- Activity
Please reproduce the data below exactly, from the first line through the line containing "Fingerprint(bits)", and leave every later line out.

Segment Start: Data

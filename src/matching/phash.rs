use image::{DynamicImage, GrayImage};
use image_hasher::{HashAlg, Hasher, HasherConfig};
use serde::{Deserialize, Serialize};

use crate::detection::preprocessing::to_grayscale;

/// Side of the hash grid; 8x8 gives 64 bits
const HASH_SIZE: u32 = 8;

/// 64-bit DCT perceptual hash
#[derive(Debug, Clone, Copy, PartialEq, Eq, Hash, Serialize, Deserialize)]
pub struct Fingerprint(pub u64);

impl Fingerprint {
    /// Compute the fingerprint of an image
    ///
    /// Uses the same luminance conversion as segmentation.
    pub fn of(img: &DynamicImage) -> Self {
        Self::of_luma(&to_grayscale(&img.to_rgb8()))
    }

    /// Compute the fingerprint of an already grayscale image
    pub fn of_luma(gray: &GrayImage) -> Self {
        let hash = hasher().hash_image(gray);
        let bits = hash
            .as_bytes()
            .iter()
            .fold(0u64, |acc, &b| (acc << 8) | u64::from(b));
        Fingerprint(bits)
    }

    /// Number of differing bits
    pub fn distance(&self, other: &Fingerprint) -> u32 {
        (self.0 ^ other.0).count_ones()
    }
}

impl std::fmt::Display for Fingerprint {
    fn fmt(&self, f: &mut std::fmt::Formatter<'_>) -> std::fmt::Result {
        write!(f, "{:016x}", self.0)
    }
}

fn hasher() -> Hasher {
    HasherConfig::new()
        .hash_size(HASH_SIZE, HASH_SIZE)
        .hash_alg(HashAlg::Median)
        .preproc_dct()
        .to_hasher()
}
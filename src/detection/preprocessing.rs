use image::{GrayImage, Luma, Rgb, RgbImage};
use imageproc::contrast::{threshold, ThresholdType};
use imageproc::distance_transform::Norm;
use imageproc::filter::separable_filter_equal;
use imageproc::map::map_colors;
use imageproc::morphology;

/// BT.601 luma in 16-bit fixed point, rounded: 0.299 R + 0.587 G + 0.114 B
///
/// Used for both segmentation and fingerprinting so that the two agree on
/// how bright a pixel is.
pub fn to_grayscale(img: &RgbImage) -> GrayImage {
    map_colors(img, |Rgb([r, g, b])| {
        let y = (r as u32 * 19595 + g as u32 * 38470 + b as u32 * 7471 + 0x8000) >> 16;
        Luma([y as u8])
    })
}

/// Normalized 1-D Gaussian taps for an odd kernel size
pub fn gaussian_kernel(size: u32, sigma: f32) -> Vec<f32> {
    let half = (size / 2) as i32;
    let taps: Vec<f32> = (-half..=half)
        .map(|x| (-((x * x) as f32) / (2.0 * sigma * sigma)).exp())
        .collect();
    let sum: f32 = taps.iter().sum();
    taps.into_iter().map(|t| t / sum).collect()
}

/// Gaussian blur with a fixed `size` x `size` kernel to suppress scanner noise
pub fn apply_blur(img: &GrayImage, size: u32, sigma: f32) -> GrayImage {
    separable_filter_equal(img, &gaussian_kernel(size, sigma))
}

/// Inverted binary threshold: luminance strictly below `level` becomes 255, the rest 0
pub fn binarize_inverted(img: &GrayImage, level: u8) -> GrayImage {
    if level == 0 {
        return GrayImage::new(img.width(), img.height());
    }
    threshold(img, level - 1, ThresholdType::BinaryInverted)
}

/// Square-element radius equivalent to `iterations` closings of `radius`,
/// or `None` when it does not fit the L-infinity closing's `u8` radius
pub fn closing_extent(radius: u8, iterations: u8) -> Option<u8> {
    radius.checked_mul(iterations)
}

/// Morphological closing with a square element of radius `k`
///
/// Dilating (or eroding) `n` times with a square of radius `r` is the same as
/// one pass with a square of radius `n * r`, so repeated closings fold into
/// a single L-infinity closing of radius [`closing_extent`].
pub fn close(img: &GrayImage, k: u8) -> GrayImage {
    if k == 0 {
        return img.clone();
    }
    morphology::close(img, Norm::LInf, k)
}

#[cfg(test)]
mod tests {
    use super::*;

    #[test]
    fn test_five_tap_kernel_weights() {
        let k = gaussian_kernel(5, 1.1);
        assert_eq!(k.len(), 5);
        let expected = [0.0708, 0.2445, 0.3696, 0.2445, 0.0708];
        for (w, e) in k.iter().zip(expected) {
            assert!((w - e).abs() < 1e-3, "{} vs {}", w, e);
        }
    }

    #[test]
    fn test_grayscale_uses_bt601_weights() {
        let img = RgbImage::from_fn(3, 1, |x, _| match x {
            0 => Rgb([255, 0, 0]),
            1 => Rgb([0, 255, 0]),
            _ => Rgb([200, 255, 255]),
        });
        let gray = to_grayscale(&img);
        assert_eq!(gray.get_pixel(0, 0)[0], 76);
        assert_eq!(gray.get_pixel(1, 0)[0], 150);
        assert_eq!(gray.get_pixel(2, 0)[0], 239);
    }

    #[test]
    fn test_closing_extent_rejects_overflow() {
        assert_eq!(closing_extent(2, 2), Some(4));
        assert_eq!(closing_extent(16, 16), None);
    }
}
pub mod config;
pub mod detection;
pub mod error;
pub mod matching;
pub mod models;
pub mod pipeline;

pub use config::{Config, MatchPolicy, SegmenterConfig};
pub use detection::Segmenter;
pub use error::{ConfigError, SegmentError, Stage, TemplateError};
pub use matching::phash::Fingerprint;
pub use matching::templates::{Template, TemplateLibrary};
pub use matching::{OrientationDistances, PerceptualMatcher, MATCH_THRESHOLD};
pub use models::{BoundingBox, Contour, MatchResult, Orientation, PatchKind, Point};
pub use pipeline::{Classification, ClassificationPipeline, ContourDistances};
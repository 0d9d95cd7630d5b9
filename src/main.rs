use anyhow::Context;
use clap::Parser;
use image::{DynamicImage, ImageReader};
use log::{info, warn};
use std::path::PathBuf;
use std::sync::Arc;

use patchscan::{
    Classification, ClassificationPipeline, Config, MatchPolicy, PerceptualMatcher, Segmenter,
    TemplateLibrary,
};

#[derive(Parser)]
#[command(name = "patchscan")]
#[command(about = "Find objects on a white scan and identify the Kodak color and gray patches")]
struct Cli {
    /// Path to input image file
    #[arg(value_name = "IMAGE")]
    image_path: PathBuf,

    /// Directory holding the eight template images
    #[arg(short, long, value_name = "DIR")]
    templates: Option<PathBuf>,

    /// JSON configuration file
    #[arg(short, long, value_name = "FILE")]
    config: Option<PathBuf>,

    /// How to pick between several qualifying matches
    #[arg(long, value_enum)]
    policy: Option<MatchPolicy>,

    /// Print the full result as JSON
    #[arg(long)]
    json: bool,

    /// Save intermediate segmentation masks to directory (must be empty)
    #[arg(long, value_name = "DIR")]
    debug_out: Option<PathBuf>,

    /// Enable verbose output
    #[arg(short, long)]
    verbose: bool,
}

fn main() -> anyhow::Result<()> {
    let args = Cli::parse();

    let default_level = if args.verbose { "debug" } else { "info" };
    env_logger::Builder::from_env(env_logger::Env::default().default_filter_or(default_level))
        .init();

    let mut config = match &args.config {
        Some(path) => Config::from_json_file(path)?,
        None => Config::default(),
    };
    if let Some(dir) = args.templates {
        config.template_dir = dir;
    }
    if let Some(policy) = args.policy {
        config.policy = policy;
    }

    let library = Arc::new(TemplateLibrary::new(config.template_dir.clone()));
    for missing in library.verify() {
        warn!("Missing template: {}", library.path_of(&missing).display());
    }

    let mut segmenter = Segmenter::new(&config.segmentation);
    if let Some(debug_dir) = args.debug_out {
        segmenter = segmenter
            .with_debug(debug_dir.clone())
            .with_context(|| format!("Cannot use debug directory {}", debug_dir.display()))?;
    }

    let pipeline = ClassificationPipeline::new(segmenter, PerceptualMatcher::new(library))
        .with_policy(config.policy);

    info!("Loading image: {}", args.image_path.display());
    let img = ImageReader::open(&args.image_path)
        .with_context(|| format!("Failed to open {}", args.image_path.display()))?
        .decode()
        .map_err(|e| anyhow::anyhow!("Failed to decode image: {}", e))?;
    info!("Image loaded: {}x{}", img.width(), img.height());
    let img = DynamicImage::ImageRgb8(img.to_rgb8());

    let result = pipeline
        .classify(Some(&img))
        .context("Classification aborted")?;

    if args.json {
        println!("{}", serde_json::to_string_pretty(&result)?);
    } else {
        print_report(result.as_ref());
    }

    Ok(())
}

fn print_report(result: Option<&Classification>) {
    println!("\n=== Patch Detection Results ===");

    let Some(result) = result else {
        println!("Segmentation produced no result.");
        return;
    };

    println!("Total contours: {}", result.contours.len());
    for d in &result.distances {
        println!(
            "  Contour {} at ({}, {}) {}x{} - color {:?} gray {:?}",
            d.index, d.bbox.x, d.bbox.y, d.bbox.width, d.bbox.height, d.color, d.gray
        );
    }

    match result.color_match {
        Some(m) => println!(
            "Color patch: contour {} ({}, distance {})",
            m.contour_index, m.orientation, m.distance
        ),
        None => println!("Color patch: not found"),
    }
    match result.gray_match {
        Some(m) => println!(
            "Gray patch: contour {} ({}, distance {})",
            m.contour_index, m.orientation, m.distance
        ),
        None => println!("Gray patch: not found"),
    }
}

Segment End: Data

- Your solution
filename src/matching/phash.rs
use image::{DynamicImage, GrayImage};
use image_hasher::{HashAlg, Hasher, HasherConfig};
use serde::{Deserialize, Serialize};

use crate::detection::preprocessing::to_grayscale;

/// Side of the hash grid; 8x8 gives 64 bits
const HASH_SIZE: u32 = 8;

/// 64-bit DCT perceptual hash
#[derive(Debug, Clone, Copy, PartialEq, Eq, Hash, Serialize, Deserialize)]
pub struct Fingerprint(pub u64);

impl Fingerprint {
    /// Compute the fingerprint of an image
    ///
    /// Uses the same luminance conversion as segmentation.
    pub fn of(img: &DynamicImage) -> Self {
        Self::of_luma(&to_grayscale(&img.to_rgb8()))
    }

    /// Compute the fingerprint of an already grayscale image
    pub fn of_luma(gray: &GrayImage) -> Self {
        let hash = hasher().hash_image(gray);
        let bits = hash
            .as_bytes()
            .iter()
            .fold(0u64, |acc, &b| (acc << 8) | u64::from(b));
        Fingerprint(bits)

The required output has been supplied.